Supply shortages like those that have plagued other steps of the coronavirus response—reagents for tests, protective gear for hospital workers—could be an issue during vaccine manufacturing too. A simple chemical supply chain issue hampered production of the swine flu vaccine in 2009, leaving cities with far fewer doses than residents, during a national emergency.
People Can’t Access the Doses We Do Have
Yes, there’s the possibility that anti-vaxxers will not accept the necessity of a vaccine, especially one that has been sped through development, for themselves or their children. Or maybe not. One saving grace of this current situation: It can be hard to see the point of a vaccine for a disease that is no longer an issue, like measles, because it has been kept at bay by vaccines. The novel coronavirus is still, clearly, an issue. Plus, not everyone needs to get the vaccine for it to be effective—just about 70 percent of the population does, thanks to herd immunity.
Anti-vaxxers get a lot of attention, but there are other factors we should be concerned about when it comes to getting people to actually receive vaccines—namely, health care inequality, both in the States and abroad, as Dan Engber explained last year in Slate. It might not be hard to imagine going to your local CVS to get a COVID-19 vaccine. But this is easier to do if you have insurance, live in an area with easy access to health care services, and have the ability to take paid time off from work for an appointment. A Reuters story on measles notes that parents in Madagascar might walk for miles to get a vaccine, which can in turn cost many times a family’s daily budget.

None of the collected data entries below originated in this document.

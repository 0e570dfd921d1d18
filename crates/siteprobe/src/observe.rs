//! Page observations.
//!
//! An [`Observable`] is something a scenario reads before and after acting
//! on the page: a result counter, an element's text, the URL, how many
//! elements match, or how many windows are open. Reading never fails; a value
//! that cannot be read is [`Observation::Unreadable`].

use crate::driver::PageDriver;
use crate::locator::Selector;
use serde::{Deserialize, Serialize};
use std::fmt;
use tracing::debug;

/// What to read from the page
#[derive(Debug, Clone, PartialEq, Eq, Serialize, Deserialize)]
#[serde(tag = "type", rename_all = "snake_case")]
pub enum Observable {
    /// Digits in an element's text, as a number ("78 Universities Found" is 78)
    Count {
        /// Counter element
        selector: Selector,
    },
    /// Whitespace-normalised text of an element
    Text {
        /// Element to read
        selector: Selector,
    },
    /// Current URL
    Url,
    /// Number of elements matching a selector
    ElementCount {
        /// Elements to count
        selector: Selector,
    },
    /// Number of open windows/tabs
    WindowCount,
}

impl Observable {
    /// Read the current value
    pub async fn observe(&self, driver: &dyn PageDriver) -> Observation {
        let observed = match self {
            Self::Count { selector } => read_text(driver, selector)
                .await
                .and_then(|text| parse_count(&text))
                .map_or(Observation::Unreadable, Observation::Number),
            Self::Text { selector } => read_text(driver, selector)
                .await
                .map_or(Observation::Unreadable, |t| {
                    Observation::Text(normalize_whitespace(&t))
                }),
            Self::Url => driver
                .current_url()
                .await
                .map_or(Observation::Unreadable, Observation::Text),
            Self::ElementCount { selector } => driver
                .find_all(selector)
                .await
                .map_or(Observation::Unreadable, |els| {
                    Observation::Number(els.len() as u64)
                }),
            Self::WindowCount => driver
                .window_count()
                .await
                .map_or(Observation::Unreadable, |n| Observation::Number(n as u64)),
        };
        debug!(observable = %self, observed = %observed, "observe");
        observed
    }
}

async fn read_text(driver: &dyn PageDriver, selector: &Selector) -> Option<String> {
    let handle = driver.find(selector).await.ok()??;
    driver.text(&handle).await.ok()
}

impl fmt::Display for Observable {
    fn fmt(&self, f: &mut fmt::Formatter<'_>) -> fmt::Result {
        match self {
            Self::Count { selector } => write!(f, "count({selector})"),
            Self::Text { selector } => write!(f, "text({selector})"),
            Self::Url => write!(f, "url"),
            Self::ElementCount { selector } => write!(f, "element_count({selector})"),
            Self::WindowCount => write!(f, "window_count"),
        }
    }
}

/// A value read from the page
#[derive(Debug, Clone, PartialEq, Eq, Serialize, Deserialize)]
#[serde(rename_all = "snake_case")]
pub enum Observation {
    /// Numeric value
    Number(u64),
    /// Text value
    Text(String),
    /// Element missing or text without digits
    Unreadable,
}

impl Observation {
    /// Whether a value was read
    #[must_use]
    pub const fn is_readable(&self) -> bool {
        !matches!(self, Self::Unreadable)
    }

    /// Numeric value, if any
    #[must_use]
    pub const fn as_number(&self) -> Option<u64> {
        match self {
            Self::Number(n) => Some(*n),
            _ => None,
        }
    }
}

impl fmt::Display for Observation {
    fn fmt(&self, f: &mut fmt::Formatter<'_>) -> fmt::Result {
        match self {
            Self::Number(n) => f.write_str(&format_count(*n)),
            Self::Text(t) => write!(f, "\"{t}\""),
            Self::Unreadable => f.write_str("N/A"),
        }
    }
}

/// Concatenate every digit in `text` into a number
///
/// Returns `None` when the text has no digits or the number overflows.
#[must_use]
pub fn parse_count(text: &str) -> Option<u64> {
    let digits: String = text.chars().filter(char::is_ascii_digit).collect();
    if digits.is_empty() {
        return None;
    }
    digits.parse().ok()
}

/// Format a count with thousands separators ("1,234")
#[must_use]
pub fn format_count(n: u64) -> String {
    let digits = n.to_string();
    let mut out = String::with_capacity(digits.len() + digits.len() / 3);
    for (i, c) in digits.chars().enumerate() {
        if i > 0 && (digits.len() - i) % 3 == 0 {
            out.push(',');
        }
        out.push(c);
    }
    out
}

/// Collapse runs of whitespace into single spaces and trim
#[must_use]
pub fn normalize_whitespace(text: &str) -> String {
    text.split_whitespace().collect::<Vec<_>>().join(" ")
}

#[cfg(test)]
#[allow(clippy::unwrap_used, clippy::expect_used)]
mod tests {
    use super::*;
    use crate::driver::{MockDriver, MockElement};
    use proptest::prelude::*;

    mod parse_tests {
        use super::*;

        #[test]
        fn test_parse_count() {
            assert_eq!(parse_count("78 Universities Found"), Some(78));
            assert_eq!(parse_count("1,234 programs"), Some(1234));
            assert_eq!(parse_count("No results"), None);
            assert_eq!(parse_count(""), None);
            assert_eq!(parse_count("0 Found"), Some(0));
        }

        #[test]
        fn test_parse_count_overflow() {
            assert_eq!(parse_count("99999999999999999999999 found"), None);
        }

        #[test]
        fn test_format_count() {
            assert_eq!(format_count(0), "0");
            assert_eq!(format_count(999), "999");
            assert_eq!(format_count(1_000), "1,000");
            assert_eq!(format_count(1_234_567), "1,234,567");
        }

        #[test]
        fn test_normalize_whitespace() {
            assert_eq!(
                normalize_whitespace("  Valid\n  Passport \t"),
                "Valid Passport"
            );
        }

        #[test]
        fn test_observation_display() {
            assert_eq!(Observation::Number(12_345).to_string(), "12,345");
            assert_eq!(Observation::Unreadable.to_string(), "N/A");
            assert_eq!(Observation::Text("x".into()).to_string(), "\"x\"");
        }

        proptest! {
            #[test]
            fn prop_format_then_parse(n in any::<u64>()) {
                prop_assert_eq!(parse_count(&format_count(n)), Some(n));
            }

            #[test]
            fn prop_parse_ignores_letters(n in 0u64..1_000_000, word in "[a-zA-Z ]{0,12}") {
                let text = format!("{n}{word}");
                prop_assert_eq!(parse_count(&text), Some(n));
            }
        }
    }

    mod observe_tests {
        use super::*;

        #[tokio::test]
        async fn test_count_and_text() {
            let driver = MockDriver::new();
            let counter = Selector::css("span[aria-live='polite']");
            driver.add_element(counter.clone(), MockElement::new("78 Universities Found"));

            let count = Observable::Count {
                selector: counter.clone(),
            };
            assert_eq!(count.observe(&driver).await, Observation::Number(78));

            let text = Observable::Text { selector: counter };
            assert_eq!(
                text.observe(&driver).await,
                Observation::Text("78 Universities Found".into())
            );
        }

        #[tokio::test]
        async fn test_missing_counter_is_unreadable() {
            let driver = MockDriver::new();
            let count = Observable::Count {
                selector: Selector::css("span.missing"),
            };
            assert_eq!(count.observe(&driver).await, Observation::Unreadable);
        }

        #[tokio::test]
        async fn test_element_and_window_count() {
            let driver = MockDriver::new();
            let cards = Selector::css("a.card");
            for i in 0..3 {
                driver.add_element(cards.clone(), MockElement::new(format!("card {i}")));
            }
            let observable = Observable::ElementCount { selector: cards };
            assert_eq!(observable.observe(&driver).await, Observation::Number(3));
            assert_eq!(
                Observable::WindowCount.observe(&driver).await,
                Observation::Number(1)
            );
        }

        #[test]
        fn test_yaml_form() {
            let yaml = "type: count\nselector: \"span.text-xs\"\n";
            let observable: Observable = serde_yaml_ng::from_str(yaml).unwrap();
            assert_eq!(
                observable,
                Observable::Count {
                    selector: Selector::css("span.text-xs")
                }
            );
            let url: Observable = serde_yaml_ng::from_str("type: url").unwrap();
            assert_eq!(url, Observable::Url);
        }
    }
}
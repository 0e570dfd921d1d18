//! Element interaction helpers.
//!
//! Clicks go through [`click_with_fallback`]: a native click first, and a
//! DOM-level scripted click only when the native one was intercepted or the
//! element could not take it. Any other failure propagates unchanged.

use crate::driver::{ElementHandle, PageDriver};
use crate::locator::Selector;
use crate::observe::normalize_whitespace;
use crate::result::{ProbeError, ProbeResult};
use crate::wait::{wait_for_clickable, wait_for_present, WaitOptions};
use serde::{Deserialize, Serialize};
use std::time::Duration;
use tracing::{debug, warn};

/// How a click was delivered
#[derive(Debug, Clone, Copy, PartialEq, Eq, Serialize, Deserialize)]
#[serde(rename_all = "snake_case")]
pub enum ClickOutcome {
    /// User-level click succeeded
    Native,
    /// Native click failed with an interception-class error; `element.click()` used
    Scripted,
}

/// Click natively, falling back to a scripted click on interception
pub async fn click_with_fallback(
    driver: &dyn PageDriver,
    handle: &ElementHandle,
) -> ProbeResult<ClickOutcome> {
    match driver.click(handle).await {
        Ok(()) => Ok(ClickOutcome::Native),
        Err(e) if e.is_interception() => {
            warn!(target_element = %handle, error = %e, "native click failed, using scripted click");
            driver.script_click(handle).await?;
            Ok(ClickOutcome::Scripted)
        }
        Err(e) => Err(e),
    }
}

/// Resolve a selector to a handle worth clicking
///
/// Prefers the first clickable match; falls back to the first present match so
/// the scripted click can still reach elements that never become clickable.
pub async fn locate_for_click(
    driver: &dyn PageDriver,
    selector: &Selector,
    options: WaitOptions,
) -> ProbeResult<ElementHandle> {
    let (_, clickable) = wait_for_clickable(driver, selector, options).await;
    if let Some(handle) = clickable {
        return Ok(handle);
    }
    driver
        .find(selector)
        .await?
        .ok_or_else(|| ProbeError::ElementNotFound {
            selector: selector.to_string(),
        })
}

/// Wait for a selector, scroll it into view and click it with fallback
pub async fn click(
    driver: &dyn PageDriver,
    selector: &Selector,
    options: WaitOptions,
) -> ProbeResult<ClickOutcome> {
    let handle = locate_for_click(driver, selector, options).await?;
    driver.scroll_into_view(&handle).await?;
    click_with_fallback(driver, &handle).await
}

/// Click with the scripted click directly
pub async fn script_click(
    driver: &dyn PageDriver,
    selector: &Selector,
    options: WaitOptions,
) -> ProbeResult<()> {
    let handle = require_present(driver, selector, options).await?;
    driver.script_click(&handle).await
}

/// Wait for a selector and scroll its first match into view
pub async fn scroll_into_view(
    driver: &dyn PageDriver,
    selector: &Selector,
    options: WaitOptions,
) -> ProbeResult<ElementHandle> {
    let handle = require_present(driver, selector, options).await?;
    driver.scroll_into_view(&handle).await?;
    Ok(handle)
}

/// Wait for an input, clear it and type `text`
pub async fn type_text(
    driver: &dyn PageDriver,
    selector: &Selector,
    text: &str,
    options: WaitOptions,
) -> ProbeResult<()> {
    let (_, handle) = wait_for_clickable(driver, selector, options).await;
    let handle = handle.ok_or_else(|| ProbeError::ElementNotFound {
        selector: selector.to_string(),
    })?;
    driver.clear_and_type(&handle, text).await?;
    debug!(input = %selector, text, "typed");
    Ok(())
}

async fn require_present(
    driver: &dyn PageDriver,
    selector: &Selector,
    options: WaitOptions,
) -> ProbeResult<ElementHandle> {
    let (_, handle) = wait_for_present(driver, selector, options).await;
    handle.ok_or_else(|| ProbeError::ElementNotFound {
        selector: selector.to_string(),
    })
}

/// Which option of a dropdown to pick
#[derive(Debug, Clone, Default, PartialEq, Eq, Serialize, Deserialize)]
#[serde(default)]
pub struct OptionChoice {
    /// Pick the first option whose text contains this (case-insensitive)
    pub prefer: Option<String>,
    /// Skip options whose text starts with any of these (case-insensitive)
    pub skip_prefixes: Vec<String>,
    /// Skip options whose text equals any of these (case-insensitive)
    pub skip_exact: Vec<String>,
}

impl OptionChoice {
    /// Prefer a specific option
    #[must_use]
    pub fn prefer(mut self, text: impl Into<String>) -> Self {
        self.prefer = Some(text.into());
        self
    }

    /// Skip options starting with `prefix`
    #[must_use]
    pub fn skip_prefix(mut self, prefix: impl Into<String>) -> Self {
        self.skip_prefixes.push(prefix.into());
        self
    }

    /// Skip options equal to `text`
    #[must_use]
    pub fn skip_exact(mut self, text: impl Into<String>) -> Self {
        self.skip_exact.push(text.into());
        self
    }

    /// Whether an option's text may be picked at all
    #[must_use]
    pub fn accepts(&self, text: &str) -> bool {
        let lower = text.to_lowercase();
        if lower.is_empty() {
            return false;
        }
        !self
            .skip_prefixes
            .iter()
            .any(|p| lower.starts_with(&p.to_lowercase()))
            && !self.skip_exact.iter().any(|s| lower == s.to_lowercase())
    }

    /// Whether an option's text is the preferred one
    #[must_use]
    pub fn is_preferred(&self, text: &str) -> bool {
        self.prefer
            .as_ref()
            .is_some_and(|p| text.to_lowercase().contains(&p.to_lowercase()))
    }
}

/// Open a dropdown and pick an option
///
/// Returns the text of the chosen option.
pub async fn select_option(
    driver: &dyn PageDriver,
    trigger: &Selector,
    options_selector: &Selector,
    choice: &OptionChoice,
    wait: WaitOptions,
) -> ProbeResult<String> {
    click(driver, trigger, wait).await?;

    let (_, first) = wait_for_present(driver, options_selector, wait).await;
    if first.is_none() {
        return Err(ProbeError::ElementNotFound {
            selector: options_selector.to_string(),
        });
    }
    // Let the option list finish rendering.
    tokio::time::sleep(Duration::from_millis(300).min(wait.timeout)).await;

    let mut fallback: Option<(ElementHandle, String)> = None;
    let mut preferred: Option<(ElementHandle, String)> = None;
    for handle in driver.find_all(options_selector).await? {
        let Ok(state) = driver.element_state(&handle).await else {
            continue;
        };
        if !state.is_clickable() {
            continue;
        }
        let text = normalize_whitespace(&driver.text(&handle).await.unwrap_or_default());
        if !choice.accepts(&text) {
            continue;
        }
        if choice.is_preferred(&text) {
            preferred = Some((handle, text));
            break;
        }
        if fallback.is_none() {
            fallback = Some((handle, text));
        }
    }

    let (handle, text) =
        preferred
            .or(fallback)
            .ok_or_else(|| ProbeError::ElementNotFound {
                selector: format!("{options_selector} (no selectable option)"),
            })?;
    driver.scroll_into_view(&handle).await?;
    click_with_fallback(driver, &handle).await?;
    debug!(option = %text, "selected option");
    Ok(text)
}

Researchers are already thinking about how mass vaccination could go faster, through delivery methods that do not require a trained clinician to handle an injection. At the University of Pittsburgh, for example, researchers are working on a vaccine that comes in a Band-Aid-like patch, covered in hundreds of tiny painless microneedles (similar to a delivery mechanism already used in acne treatments). In a future coronavirus season, your vaccine could be handed over a drugstore counter or arrive in a slim padded envelope in the mail.
We Drop the Ball in the Long Haul
It’s very possible that we’ll need a few vaccines to get us through this pandemic. Maybe an early vaccine is only somewhat effective, or can only be produced in small quantities or only in a handful of countries. Having more than one will help fill the gaps left by the first. And then we might need updated versions of the vaccine year after year, the way we do for flu as the virus mutates.
We face a future where outbreaks from diseases jumping from animals could be more common, and some researchers are already worried about problems beyond making it past this one single finish line. “What’s going to be the real business model that’s going to allow for sustainable funding, not only for coronaviruses, but for the whole ecosystem infectious diseases?” says Bottazzi. “It’s not like after 18 months we have a vaccine and that’s it, all the work stops. It’s forever.”